The Invariant Subspace Problem
This chapter is about the most vexing problem in the theory of linear operators on Hilbert space:
The invariant subspace problem. Does every operator on Hilbert space have a nontrivial invariant subspace?
Here “operator” means “continuous linear transformation,” and “invariant subspace” means “closed (linear) subspace that the operator takes into itself.” To say that a subspace is “nontrivial” means that it is neither the zero subspace nor the whole space. Examples constructed toward the end of the last century show that in the generality of Banach spaces there do exist operators with only trivial invariant subspaces. For Hilbert space, however, the Invariant Subspace Problem remains open, and is the subject of much research.
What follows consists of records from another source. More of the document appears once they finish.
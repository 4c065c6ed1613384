#![forbid(unsafe_code)]

use anyhow::{Context, Result};
use log::error;

use permaudit::cli::{self, CliArgs, Mode};
use permaudit::config::AuditConfiguration;
use permaudit::enrich::chunked::EnrichError;
use permaudit::logging;
use permaudit::output;
use permaudit::pipeline::{self, AuditOptions, EnrichOptions};

fn load_config(args: &CliArgs) -> Result<AuditConfiguration> {
    let mut config = AuditConfiguration::load(args.config_path())?;
    args.apply_to(&mut config);
    config.validate().context("Invalid command-line override")?;
    Ok(config)
}

fn run(args: CliArgs) -> Result<()> {
    let config = load_config(&args)?;

    match args.mode {
        Mode::Audit { records, output, .. } => {
            let report = pipeline::run_audit(&AuditOptions {
                records_path: records,
                output_path: output,
                config,
                quiet: args.quiet_mode,
            })?;
            if args.json_output {
                output::print_json(&report)
            } else {
                output::format_audit_human(&report)
            }
        }
        Mode::Enrich {
            input,
            tooltips,
            output,
            ..
        } => {
            let (summary, backup_failures) = pipeline::run_enrich(&EnrichOptions {
                input_path: input,
                tooltips_path: tooltips,
                output_path: output,
                config,
                quiet: args.quiet_mode,
            })?;
            if args.json_output {
                output::print_json(&summary)
            } else {
                output::format_enrich_human(&summary, backup_failures)
            }
        }
    }
}

fn main() -> Result<()> {
    let args = cli::parse_args()?;
    logging::init(logging::filter_for(args.quiet_mode, args.verbosity))?;

    let result = run(args);
    if let Err(err) = &result {
        if let Some(EnrichError::GrowthAnomaly { .. }) = err.downcast_ref::<EnrichError>() {
            error!(
                "Enrichment aborted. Inspect the diagnostic snapshot for repeated tooltips; \
                 very small reports may need higher tooltips.growth ratios in the config file"
            );
        }
    }
    result
}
In this chapter we’ll see why invariant subspaces are of interest and then will prove one of the subject’s landmark theorems: Victor Lomonosov’s 1973 result, a special case of which states:
If an operator T on a Banach space commutes with a non-zero compact operator, then T has a nontrivial invariant subspace.
This result, which far surpassed anything that seemed attainable at the time, is only part of what Lomonosov proved in an astonishing two-page paper  that introduced nonlinear methods—in particular the Schauder Fixed-Point Theorem—into this supposedly hard-core-linear area of mathematics.